The Food and Agriculture Organisation, a UN body based in Rome, announced a few days ago that food prices had risen 32% in the second half of last year. Specific types of food, notably sugar, cereals, and oils and fat are up but meat and dairy prices have so far been contained. However, that must be a lag, for a rise in cereal prices pushes up the cost of feeding livestock, which in turn is bound to push up these prices too.
You can see the effect of this around the world. Rising food prices seems to be one of the immediate causes of the riots in Tunisia and Algeria. The governments of Libya, Jordan and Morocco have all taken steps in the past few days to control food prices in the wake of this unrest. The Indian government has taken a number of measures, including a ban on exporting onions, to try to hold down vegetable prices. China has cut road tolls for food lorries. In Indonesia, the price of chillies has risen five-fold and fears of unrest have been one of the reasons share prices have fallen sharply in recent trading.
Even relatively developed countries have been affected. The South Korean government has released emergency stocks of cabbages, pork and fish.
There are a number of reasons to believe that higher food prices may have become a long-term trend. For a start, it is a bit ominous that this surge in prices is coming early in the growth phase of the economic cycle. Back in 2008, there had been several years of strong growth. This time, the developed world has hardly escaped from recession, though it is true that most of the emerging world did not experience any recession at all. Other reasons to expect that food will generally become more expensive include a rising world population and, less obviously, the social shift towards higher meat consumption (It is more efficient to eat grain rather than feed it to an animal and then eat the animal). But perhaps the greatest single driver of higher food prices will be a higher oil price. That is because increasing food yields requires fuel and fertiliser. If the price of hydrocarbons rises, these go up in step.

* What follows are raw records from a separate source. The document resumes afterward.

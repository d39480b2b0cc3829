//! SQL schema for the Tattle SQLite store.
//!
//! Executed once at connection startup via `PRAGMA user_version`. Future
//! migrations will be gated on that version number.

/// Full schema DDL; idempotent thanks to `CREATE TABLE IF NOT EXISTS`.
///
/// `users` and `posts` are owned by the account and content services, which
/// share this database file; the notification core only reads them (actor
/// profile join, recipient resolution). `notifications` is owned here.
pub const SCHEMA: &str = "
PRAGMA journal_mode = WAL;
PRAGMA foreign_keys = ON;

CREATE TABLE IF NOT EXISTS users (
    id        INTEGER PRIMARY KEY,
    username  TEXT NOT NULL,
    avatar    TEXT
);

CREATE TABLE IF NOT EXISTS posts (
    id         INTEGER PRIMARY KEY,
    author_id  INTEGER NOT NULL REFERENCES users(id),
    title      TEXT NOT NULL
);

-- Notifications are append-only apart from the read flag.
-- The only UPDATE ever issued sets is_read = 1; the only DELETE is the
-- retention sweep.
CREATE TABLE IF NOT EXISTS notifications (
    id                  INTEGER PRIMARY KEY AUTOINCREMENT,
    recipient_id        INTEGER NOT NULL,
    actor_id            INTEGER NOT NULL,
    kind                TEXT NOT NULL,      -- 'like' | 'favorite' | 'comment' | 'follow'
    body                TEXT NOT NULL,
    is_read             INTEGER NOT NULL DEFAULT 0,
    related_content_id  INTEGER,
    extra               TEXT,               -- compact JSON or NULL
    created_at          TEXT NOT NULL       -- ISO 8601 UTC; store-assigned
);

CREATE INDEX IF NOT EXISTS notifications_recipient_idx ON notifications(recipient_id);
CREATE INDEX IF NOT EXISTS notifications_kind_idx      ON notifications(kind);
CREATE INDEX IF NOT EXISTS notifications_created_idx   ON notifications(created_at);

PRAGMA user_version = 1;
";
//! Error type for `tattle-store-sqlite`.

use thiserror::Error;

#[derive(Debug, Error)]
pub enum Error {
  #[error("database error: {0}")]
  Database(#[from] tokio_rusqlite::Error),

  #[error("json error: {0}")]
  Json(#[from] serde_json::Error),

  #[error("date/time parse error: {0}")]
  DateParse(String),

  #[error("unknown notification kind: {0:?}")]
  UnknownKind(String),
}

pub type Result<T, E = Error> = std::result::Result<T, E>;
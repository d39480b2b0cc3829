//! The interaction rule engine.
//!
//! [`evaluate`] is a pure mapping from an interaction event to zero or one
//! [`NewNotification`] — it reads content metadata through the supplied
//! lookup but performs no writes. Persisting the result (or doing nothing)
//! is the caller's job; see [`fanout`](crate::fanout).

use serde_json::json;

use crate::{
  content::{ContentLookup, ContentRef},
  error::EvaluateError,
  event::{ActionKind, InteractionEvent},
  notification::{NewNotification, NotificationKind},
};

/// Comment excerpts embedded in notification bodies are capped at this many
/// code points.
pub const EXCERPT_MAX_CHARS: usize = 20;

const TRUNCATION_MARKER: &str = "...";

/// Decide whether `event` warrants a notification, and build it if so.
///
/// Returns `Ok(None)` for self-interactions (an author liking or
/// commenting on their own post, a user somehow following themselves).
/// A missing post is [`EvaluateError::ContentNotFound`] — callers on the
/// fan-out path treat that as skip-and-log, since the post may have been
/// deleted between the interaction write and this evaluation.
pub async fn evaluate<L>(
  event: &InteractionEvent,
  lookup: &L,
) -> Result<Option<NewNotification>, EvaluateError<L::Error>>
where
  L: ContentLookup,
{
  match event {
    InteractionEvent::Action { actor_id, content_id, action_id, kind } => {
      let content = resolve_content(lookup, *content_id).await?;
      if content.author_id == *actor_id {
        return Ok(None);
      }
      Ok(Some(NewNotification {
        recipient_id:       content.author_id,
        actor_id:           *actor_id,
        kind:               NotificationKind::from(*kind),
        body:               action_body(*kind, &content.title),
        related_content_id: Some(*content_id),
        extra:              Some(json!({ "action_id": action_id })),
      }))
    }

    InteractionEvent::Comment { actor_id, content_id, comment_id, body } => {
      let content = resolve_content(lookup, *content_id).await?;
      if content.author_id == *actor_id {
        return Ok(None);
      }
      Ok(Some(NewNotification {
        recipient_id:       content.author_id,
        actor_id:           *actor_id,
        kind:               NotificationKind::Comment,
        body:               comment_body(&content.title, body),
        related_content_id: Some(*content_id),
        extra:              Some(json!({ "comment_id": comment_id })),
      }))
    }

    InteractionEvent::Follow { actor_id, followed_id } => {
      // Self-follows are rejected upstream; returning None here keeps the
      // invariant even if one slips through.
      if actor_id == followed_id {
        return Ok(None);
      }
      Ok(Some(NewNotification {
        recipient_id:       *followed_id,
        actor_id:           *actor_id,
        kind:               NotificationKind::Follow,
        body:               "started following you".to_owned(),
        related_content_id: None,
        extra:              None,
      }))
    }
  }
}

async fn resolve_content<L>(
  lookup: &L,
  content_id: i64,
) -> Result<ContentRef, EvaluateError<L::Error>>
where
  L: ContentLookup,
{
  lookup
    .content_by_id(content_id)
    .await
    .map_err(EvaluateError::Lookup)?
    .ok_or(EvaluateError::ContentNotFound(content_id))
}

// ─── Body templates ──────────────────────────────────────────────────────────

fn action_body(kind: ActionKind, title: &str) -> String {
  match kind {
    ActionKind::Like => format!("liked your post: {title}"),
    ActionKind::Favorite => format!("favorited your post: {title}"),
  }
}

fn comment_body(title: &str, comment: &str) -> String {
  let excerpt = truncate_excerpt(comment, EXCERPT_MAX_CHARS);
  format!("commented on your post \"{title}\": \"{excerpt}\"")
}

/// Cap `text` at `max_chars` code points, appending a marker when cut.
///
/// The unit is deliberately code points rather than bytes, so multi-byte
/// content never splits mid-character.
pub fn truncate_excerpt(text: &str, max_chars: usize) -> String {
  match text.char_indices().nth(max_chars) {
    Some((byte_idx, _)) => format!("{}{TRUNCATION_MARKER}", &text[..byte_idx]),
    None => text.to_owned(),
  }
}

// ─── Tests ───────────────────────────────────────────────────────────────────

#[cfg(test)]
mod tests {
  use std::collections::HashMap;

  use super::*;

  /// In-memory content table for engine tests.
  struct FakeContent(HashMap<i64, ContentRef>);

  impl FakeContent {
    fn with(posts: &[(i64, i64, &str)]) -> Self {
      Self(
        posts
          .iter()
          .map(|&(id, author_id, title)| {
            (id, ContentRef { id, author_id, title: title.to_owned() })
          })
          .collect(),
      )
    }
  }

  impl ContentLookup for FakeContent {
    type Error = std::convert::Infallible;

    async fn content_by_id(
      &self,
      id: i64,
    ) -> Result<Option<ContentRef>, Self::Error> {
      Ok(self.0.get(&id).cloned())
    }
  }

  fn like(actor_id: i64, content_id: i64) -> InteractionEvent {
    InteractionEvent::Action {
      actor_id,
      content_id,
      action_id: 1,
      kind: ActionKind::Like,
    }
  }

  #[tokio::test]
  async fn like_notifies_the_author() {
    let content = FakeContent::with(&[(42, 7, "Hello")]);

    let n = evaluate(&like(9, 42), &content).await.unwrap().unwrap();
    assert_eq!(n.recipient_id, 7);
    assert_eq!(n.actor_id, 9);
    assert_eq!(n.kind, NotificationKind::Like);
    assert_eq!(n.body, "liked your post: Hello");
    assert_eq!(n.related_content_id, Some(42));
    assert_eq!(n.extra, Some(serde_json::json!({ "action_id": 1 })));
  }

  #[tokio::test]
  async fn favorite_uses_its_own_verb() {
    let content = FakeContent::with(&[(42, 7, "Hello")]);
    let event = InteractionEvent::Action {
      actor_id:   9,
      content_id: 42,
      action_id:  2,
      kind:       ActionKind::Favorite,
    };

    let n = evaluate(&event, &content).await.unwrap().unwrap();
    assert_eq!(n.kind, NotificationKind::Favorite);
    assert_eq!(n.body, "favorited your post: Hello");
  }

  #[tokio::test]
  async fn self_like_produces_nothing() {
    let content = FakeContent::with(&[(42, 7, "Hello")]);
    let result = evaluate(&like(7, 42), &content).await.unwrap();
    assert!(result.is_none());
  }

  #[tokio::test]
  async fn like_on_missing_content_is_reference_not_found() {
    let content = FakeContent::with(&[]);
    let err = evaluate(&like(9, 42), &content).await.unwrap_err();
    assert!(matches!(err, EvaluateError::ContentNotFound(42)));
  }

  #[tokio::test]
  async fn comment_embeds_truncated_excerpt() {
    let content = FakeContent::with(&[(42, 7, "Hello")]);
    let event = InteractionEvent::Comment {
      actor_id:   9,
      content_id: 42,
      comment_id: 5,
      body:       "This is a great article and I loved reading it".to_owned(),
    };

    let n = evaluate(&event, &content).await.unwrap().unwrap();
    assert_eq!(n.kind, NotificationKind::Comment);
    assert_eq!(
      n.body,
      "commented on your post \"Hello\": \"This is a great arti...\""
    );
    assert_eq!(n.extra, Some(serde_json::json!({ "comment_id": 5 })));
  }

  #[tokio::test]
  async fn short_comment_is_not_marked_as_truncated() {
    let content = FakeContent::with(&[(42, 7, "Hello")]);
    let event = InteractionEvent::Comment {
      actor_id:   9,
      content_id: 42,
      comment_id: 5,
      body:       "Nice!".to_owned(),
    };

    let n = evaluate(&event, &content).await.unwrap().unwrap();
    assert_eq!(n.body, "commented on your post \"Hello\": \"Nice!\"");
  }

  #[tokio::test]
  async fn self_comment_produces_nothing() {
    let content = FakeContent::with(&[(42, 7, "Hello")]);
    let event = InteractionEvent::Comment {
      actor_id:   7,
      content_id: 42,
      comment_id: 5,
      body:       "first!".to_owned(),
    };
    assert!(evaluate(&event, &content).await.unwrap().is_none());
  }

  #[tokio::test]
  async fn follow_notifies_the_followed_user() {
    let content = FakeContent::with(&[]);
    let event = InteractionEvent::Follow { actor_id: 9, followed_id: 7 };

    let n = evaluate(&event, &content).await.unwrap().unwrap();
    assert_eq!(n.recipient_id, 7);
    assert_eq!(n.actor_id, 9);
    assert_eq!(n.kind, NotificationKind::Follow);
    assert_eq!(n.body, "started following you");
    assert_eq!(n.related_content_id, None);
    assert_eq!(n.extra, None);
  }

  #[tokio::test]
  async fn self_follow_is_defensively_ignored() {
    let content = FakeContent::with(&[]);
    let event = InteractionEvent::Follow { actor_id: 7, followed_id: 7 };
    assert!(evaluate(&event, &content).await.unwrap().is_none());
  }

  #[test]
  fn truncation_counts_code_points_not_bytes() {
    // Exactly 20 CJK chars, 3 bytes each; `longer` below adds a 21st.
    // Byte-based truncation would split one of these mid-character.
    let text = "这篇文章写得非常好我很喜欢反复读了三遍了";
    assert_eq!(text.chars().count(), 20);
    assert_eq!(truncate_excerpt(text, 20), text);

    let longer = format!("{text}呀");
    let cut = truncate_excerpt(&longer, 20);
    assert_eq!(cut, format!("{text}..."));
  }

  #[test]
  fn truncation_at_exact_cap_is_untouched() {
    assert_eq!(truncate_excerpt("12345", 5), "12345");
    assert_eq!(truncate_excerpt("123456", 5), "12345...");
    assert_eq!(truncate_excerpt("", 5), "");
  }
}
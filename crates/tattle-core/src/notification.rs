//! Notification — the persisted output of the fan-out.
//!
//! A notification is append-only apart from its read flag: everything else
//! is fixed at creation time, including the precomposed display `body`
//! (never re-derived at read time).

use chrono::{DateTime, Utc};
use serde::{Deserialize, Serialize};

/// Platform user id, assigned by the external account service.
pub type UserId = i64;
/// Post id, assigned by the external content service.
pub type ContentId = i64;
/// Notification id, assigned by the store on append.
pub type NotificationId = i64;

/// What kind of interaction produced a notification.
#[derive(Debug, Clone, Copy, PartialEq, Eq, Serialize, Deserialize)]
#[serde(rename_all = "lowercase")]
pub enum NotificationKind {
  Like,
  Favorite,
  Comment,
  Follow,
}

/// A persisted notification record.
///
/// `is_read` is the only mutable field, and it only ever transitions
/// false → true.
#[derive(Debug, Clone, Serialize, Deserialize)]
pub struct Notification {
  pub id:                 NotificationId,
  /// Who should see this notification.
  pub recipient_id:       UserId,
  /// Who triggered it.
  pub actor_id:           UserId,
  pub kind:               NotificationKind,
  /// Precomposed display text.
  pub body:               String,
  pub is_read:            bool,
  /// The post that caused this notification; `None` for follows.
  pub related_content_id: Option<ContentId>,
  /// Opaque auxiliary payload (e.g. the originating action or comment id).
  pub extra:              Option<serde_json::Value>,
  pub created_at:         DateTime<Utc>,
}

/// Input to [`NotificationStore::append`](crate::store::NotificationStore).
///
/// `id`, `is_read`, and `created_at` are assigned by the store.
#[derive(Debug, Clone, PartialEq, Serialize, Deserialize)]
pub struct NewNotification {
  pub recipient_id:       UserId,
  pub actor_id:           UserId,
  pub kind:               NotificationKind,
  pub body:               String,
  pub related_content_id: Option<ContentId>,
  pub extra:              Option<serde_json::Value>,
}

// ─── Read-side view models ───────────────────────────────────────────────────

/// Public profile fields of the actor, denormalised into list responses.
/// Maintained by the account service; read here via a join.
#[derive(Debug, Clone, Serialize, Deserialize)]
pub struct ActorProfile {
  pub id:       UserId,
  pub username: String,
  pub avatar:   Option<String>,
}

/// A notification bundled with its actor's profile — the list-item shape
/// served by the delivery API. `actor` is `None` if the actor account has
/// since been deleted.
#[derive(Debug, Clone, Serialize, Deserialize)]
pub struct NotificationView {
  pub notification: Notification,
  pub actor:        Option<ActorProfile>,
}

/// One page of a recipient's notification list, newest first.
#[derive(Debug, Clone, Serialize, Deserialize)]
pub struct NotificationPage {
  pub items:     Vec<NotificationView>,
  /// Total records for this recipient, across all pages.
  pub total:     u64,
  pub page:      u32,
  /// `ceil(total / page_size)`; 0 when the list is empty.
  pub last_page: u32,
}
//! Interaction events — the input side of the fan-out.
//!
//! Each write path (action, comment, follow) constructs the matching
//! variant after its own insert succeeds and hands it to the fan-out hook.
//! The union is serde-tagged so out-of-process write paths can post it
//! over the hook endpoint.

use serde::{Deserialize, Serialize};

use crate::notification::{ContentId, NotificationKind, UserId};

/// Whether an action record is a like or a favorite.
#[derive(Debug, Clone, Copy, PartialEq, Eq, Serialize, Deserialize)]
#[serde(rename_all = "lowercase")]
pub enum ActionKind {
  Like,
  Favorite,
}

impl From<ActionKind> for NotificationKind {
  fn from(kind: ActionKind) -> Self {
    match kind {
      ActionKind::Like => NotificationKind::Like,
      ActionKind::Favorite => NotificationKind::Favorite,
    }
  }
}

/// A content interaction that may warrant notifying another user.
///
/// Transient — never persisted as its own entity beyond the originating
/// record each variant points back at.
#[derive(Debug, Clone, Serialize, Deserialize)]
#[serde(tag = "event", rename_all = "snake_case")]
pub enum InteractionEvent {
  /// A like or favorite on a post.
  Action {
    actor_id:   UserId,
    content_id: ContentId,
    /// Id of the originating action row; carried into `extra`.
    action_id:  i64,
    kind:       ActionKind,
  },
  /// A comment on a post. `body` is the full comment text, supplied at
  /// event-construction time by the comment write path (not re-fetched).
  Comment {
    actor_id:   UserId,
    content_id: ContentId,
    comment_id: i64,
    body:       String,
  },
  /// One user following another.
  Follow {
    actor_id:    UserId,
    followed_id: UserId,
  },
}

impl InteractionEvent {
  /// The user who performed the interaction.
  pub fn actor_id(&self) -> UserId {
    match self {
      Self::Action { actor_id, .. }
      | Self::Comment { actor_id, .. }
      | Self::Follow { actor_id, .. } => *actor_id,
    }
  }
}
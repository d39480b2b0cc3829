//! tattle-server binary.
//!
//! Reads `config.toml` (or the path specified with `--config`), opens an
//! in-process SQLite store, and serves the notification API over HTTP.
//! Identity arrives as the gateway's `x-user-id` header.
//!
//! # Retention maintenance
//!
//! Old read notifications are pruned on an in-process interval
//! (`prune_interval_hours`); operators can also run a one-shot sweep:
//!
//! ```text
//! tattle-server prune [--days 30] [--include-unread]
//! ```

use std::{
  path::{Path, PathBuf},
  sync::Arc,
  time::Duration,
};

use anyhow::Context as _;
use axum::middleware;
use clap::{Parser, Subcommand};
use serde::Deserialize;
use tattle_api::identity::trusted_header_identity;
use tattle_core::store::NotificationStore as _;
use tattle_store_sqlite::SqliteStore;
use tokio::net::TcpListener;
use tower_http::trace::TraceLayer;
use tracing::level_filters::LevelFilter;
use tracing_subscriber::EnvFilter;

// ─── Configuration ────────────────────────────────────────────────────────────

/// Runtime server configuration, deserialised from `config.toml` and the
/// `TATTLE_*` environment.
#[derive(Deserialize, Clone)]
struct ServerConfig {
  #[serde(default = "default_host")]
  host:                 String,
  #[serde(default = "default_port")]
  port:                 u16,
  #[serde(default = "default_db_path")]
  db_path:              PathBuf,
  /// Notifications older than this many days are eligible for pruning.
  #[serde(default = "default_retention_days")]
  retention_days:       u32,
  /// Interval between scheduled prune sweeps. 0 disables the schedule.
  #[serde(default = "default_prune_interval_hours")]
  prune_interval_hours: u64,
}

fn default_host() -> String { "127.0.0.1".to_owned() }
fn default_port() -> u16 { 8064 }
fn default_db_path() -> PathBuf { PathBuf::from("tattle.db") }
fn default_retention_days() -> u32 { 30 }
fn default_prune_interval_hours() -> u64 { 24 }

// ─── CLI ─────────────────────────────────────────────────────────────────────

#[derive(Parser)]
#[command(author, version, about = "Tattle notification server")]
struct Cli {
  /// Path to the TOML configuration file.
  #[arg(short, long, default_value = "config.toml")]
  config: PathBuf,

  #[command(subcommand)]
  command: Option<Command>,
}

#[derive(Subcommand)]
enum Command {
  /// Run one retention sweep and exit.
  Prune {
    /// Age cutoff in days; defaults to the configured retention_days.
    #[arg(long)]
    days: Option<u32>,

    /// Also remove unread notifications (the scheduled sweep never does).
    #[arg(long)]
    include_unread: bool,
  },
}

#[tokio::main]
async fn main() -> anyhow::Result<()> {
  // Initialise tracing.
  tracing_subscriber::fmt()
    .with_env_filter(
      EnvFilter::builder()
        .with_default_directive(LevelFilter::INFO.into())
        .from_env_lossy(),
    )
    .init();

  let cli = Cli::parse();

  // Load configuration.
  let settings = config::Config::builder()
    .add_source(config::File::from(cli.config).required(false))
    .add_source(config::Environment::with_prefix("TATTLE"))
    .build()
    .context("failed to read config file")?;

  let server_cfg: ServerConfig = settings
    .try_deserialize()
    .context("failed to deserialise ServerConfig")?;

  // Open SQLite store.
  let db_path = expand_tilde(&server_cfg.db_path);
  let store = SqliteStore::open(&db_path)
    .await
    .with_context(|| format!("failed to open store at {db_path:?}"))?;

  // Operator mode: one-shot retention sweep.
  if let Some(Command::Prune { days, include_unread }) = cli.command {
    let days = days.unwrap_or(server_cfg.retention_days);
    let removed = store
      .prune_older_than(days, !include_unread)
      .await
      .context("prune failed")?;
    tracing::info!(days, include_unread, removed, "retention sweep complete");
    return Ok(());
  }

  // Scheduled retention sweeps, off the request path.
  if server_cfg.prune_interval_hours > 0 {
    let prune_store = store.clone();
    let retention_days = server_cfg.retention_days;
    let period = Duration::from_secs(server_cfg.prune_interval_hours * 3600);
    tokio::spawn(async move {
      let mut ticker = tokio::time::interval(period);
      // The first tick fires immediately; skip it so startup stays quick.
      ticker.tick().await;
      loop {
        ticker.tick().await;
        match prune_store.prune_older_than(retention_days, true).await {
          Ok(removed) => {
            tracing::info!(removed, retention_days, "pruned old read notifications")
          }
          Err(e) => tracing::error!(error = %e, "scheduled prune failed"),
        }
      }
    });
  }

  let app = tattle_api::api_router(Arc::new(store))
    .layer(middleware::from_fn(trusted_header_identity))
    .layer(TraceLayer::new_for_http());

  let address = format!("{}:{}", server_cfg.host, server_cfg.port);
  tracing::info!("Listening on http://{address}");
  let listener = TcpListener::bind(&address)
    .await
    .with_context(|| format!("failed to bind {address}"))?;

  axum::serve(listener, app).await.context("server error")?;

  Ok(())
}

/// Expand a leading `~` to the user's home directory.
fn expand_tilde(path: &Path) -> PathBuf {
  let s = path.to_string_lossy();
  if let Some(rest) = s.strip_prefix("~/")
    && let Ok(home) = std::env::var("HOME")
  {
    return PathBuf::from(home).join(rest);
  }
  path.to_path_buf()
}
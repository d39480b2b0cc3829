//! API error type and [`axum::response::IntoResponse`] implementation.
//!
//! Errors render through the same envelope as successes, with `success:
//! false`, `data: null`, and the HTTP status as the business code. Store
//! failures surface as a generic "try again" message — the underlying
//! error is logged, not leaked.

use axum::{
  Json,
  http::StatusCode,
  response::{IntoResponse, Response},
};
use chrono::Utc;
use serde_json::json;
use thiserror::Error;

/// An error returned by an API handler.
#[derive(Debug, Error)]
pub enum ApiError {
  /// No recipient identity on the request — the outer auth layer did not
  /// run or rejected the caller.
  #[error("unauthenticated")]
  Unauthorized,

  #[error("bad request: {0}")]
  BadRequest(String),

  #[error("store error: {0}")]
  Store(#[source] Box<dyn std::error::Error + Send + Sync>),
}

impl IntoResponse for ApiError {
  fn into_response(self) -> Response {
    let (status, message) = match &self {
      ApiError::Unauthorized => {
        (StatusCode::UNAUTHORIZED, "authentication required".to_owned())
      }
      ApiError::BadRequest(m) => (StatusCode::BAD_REQUEST, m.clone()),
      ApiError::Store(e) => {
        tracing::error!(error = %e, "store operation failed");
        (
          StatusCode::INTERNAL_SERVER_ERROR,
          "server busy, please try again later".to_owned(),
        )
      }
    };

    let body = json!({
      "code":      status.as_u16(),
      "success":   false,
      "message":   message,
      "data":      null,
      "timestamp": Utc::now().to_rfc3339(),
    });

    (status, Json(body)).into_response()
  }
}
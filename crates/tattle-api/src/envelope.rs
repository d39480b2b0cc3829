//! The platform-wide response envelope.
//!
//! Every response — success or failure — is wrapped in
//! `{code, success, message, data, timestamp}`, matching the shape the web
//! client expects from the rest of the platform. A cross-cutting boundary
//! adapter, not part of the notification core's contract.

use axum::{
  Json,
  response::{IntoResponse, Response},
};
use chrono::Utc;
use serde::Serialize;

/// Uniform response wrapper.
#[derive(Debug, Serialize)]
pub struct Envelope<T> {
  /// Business status code; mirrors the HTTP status.
  pub code:      u16,
  pub success:   bool,
  pub message:   String,
  pub data:      Option<T>,
  /// RFC 3339 instant the response was produced.
  pub timestamp: String,
}

impl<T> Envelope<T> {
  pub fn ok(data: T) -> Self {
    Self {
      code:      200,
      success:   true,
      message:   "Request successful".to_owned(),
      data:      Some(data),
      timestamp: Utc::now().to_rfc3339(),
    }
  }
}

impl<T: Serialize> IntoResponse for Envelope<T> {
  fn into_response(self) -> Response { Json(self).into_response() }
}
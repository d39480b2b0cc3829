//! Handlers for the delivery endpoints.
//!
//! | Method  | Path | Notes |
//! |---------|------|-------|
//! | `GET`   | `/notifications` | `?page=N[&page_size=M]`, 1-indexed |
//! | `PATCH` | `/notifications/read` | Body: `{"ids":[...]}` |
//! | `PATCH` | `/notifications/read-all` | No body |
//!
//! All three require a [`RecipientId`] on the request and return the
//! platform envelope.

use std::sync::Arc;

use axum::extract::{Query, State};
use axum::Json;
use serde::{Deserialize, Serialize};
use tattle_core::{
  notification::{NotificationId, NotificationPage},
  store::{NotificationStore, PageRequest},
};

use crate::{Envelope, RecipientId, error::ApiError};

/// Upper bound on caller-chosen page sizes.
const MAX_PAGE_SIZE: u32 = 100;

// ─── List ─────────────────────────────────────────────────────────────────────

#[derive(Debug, Deserialize)]
pub struct ListParams {
  /// 1-indexed; defaults to 1, values below 1 are clamped by the store.
  pub page:      Option<u32>,
  pub page_size: Option<u32>,
}

/// `GET /notifications?page=N[&page_size=M]`
pub async fn list<S>(
  State(store): State<Arc<S>>,
  RecipientId(user_id): RecipientId,
  Query(params): Query<ListParams>,
) -> Result<Envelope<NotificationPage>, ApiError>
where
  S: NotificationStore,
{
  let defaults = PageRequest::default();
  let page = PageRequest {
    page:      params.page.unwrap_or(defaults.page),
    page_size: params
      .page_size
      .unwrap_or(defaults.page_size)
      .clamp(1, MAX_PAGE_SIZE),
  };

  let result = store
    .list_for_recipient(user_id, page)
    .await
    .map_err(|e| ApiError::Store(Box::new(e)))?;
  Ok(Envelope::ok(result))
}

// ─── Mark read ────────────────────────────────────────────────────────────────

#[derive(Debug, Deserialize)]
pub struct MarkReadBody {
  pub ids: Vec<NotificationId>,
}

/// Row-count result of a read-state mutation.
#[derive(Debug, Serialize)]
pub struct Affected {
  pub affected: u64,
}

/// `PATCH /notifications/read` — body: `{"ids":[1,2,3]}`
///
/// An empty id list is accepted and affects zero rows. Non-positive ids
/// are rejected before reaching storage.
pub async fn mark_read<S>(
  State(store): State<Arc<S>>,
  RecipientId(user_id): RecipientId,
  Json(body): Json<MarkReadBody>,
) -> Result<Envelope<Affected>, ApiError>
where
  S: NotificationStore,
{
  if let Some(bad) = body.ids.iter().find(|&&id| id <= 0) {
    return Err(ApiError::BadRequest(format!(
      "invalid notification id: {bad}"
    )));
  }

  let affected = store
    .mark_read(user_id, body.ids)
    .await
    .map_err(|e| ApiError::Store(Box::new(e)))?;
  Ok(Envelope::ok(Affected { affected }))
}

/// `PATCH /notifications/read-all`
pub async fn mark_all_read<S>(
  State(store): State<Arc<S>>,
  RecipientId(user_id): RecipientId,
) -> Result<Envelope<Affected>, ApiError>
where
  S: NotificationStore,
{
  let affected = store
    .mark_all_read(user_id)
    .await
    .map_err(|e| ApiError::Store(Box::new(e)))?;
  Ok(Envelope::ok(Affected { affected }))
}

So what will happen to the oil price? In the short term a lot will depend on Opec. That is where the ‘spare’ supply is.
But when looking at the demand side of the equation there is no doubt that future trends will be shaped by the emerging world, not the developed one. Total oil demand is back to its pre-recession levels of a little under 90m barrels per day. But demand from the developed world is stable, actually lower than it was a decade ago, while that from the emerging world has continued to climb and is about to pass that of the developed world. That does not absolve the developed countries from trying to use less oil, indeed use less energy generally.
The big point is that energy conservation is not just about carbon reduction, climate change and all that. It is also about feeding the world. It is about social pressures and, as we can see in Tunisia, social conflict. Markets will eventually adjust, we will figure out ways to increase the global food supply, we will become better at energy conservation and so on. But I fear it will be a turbulent period ahead.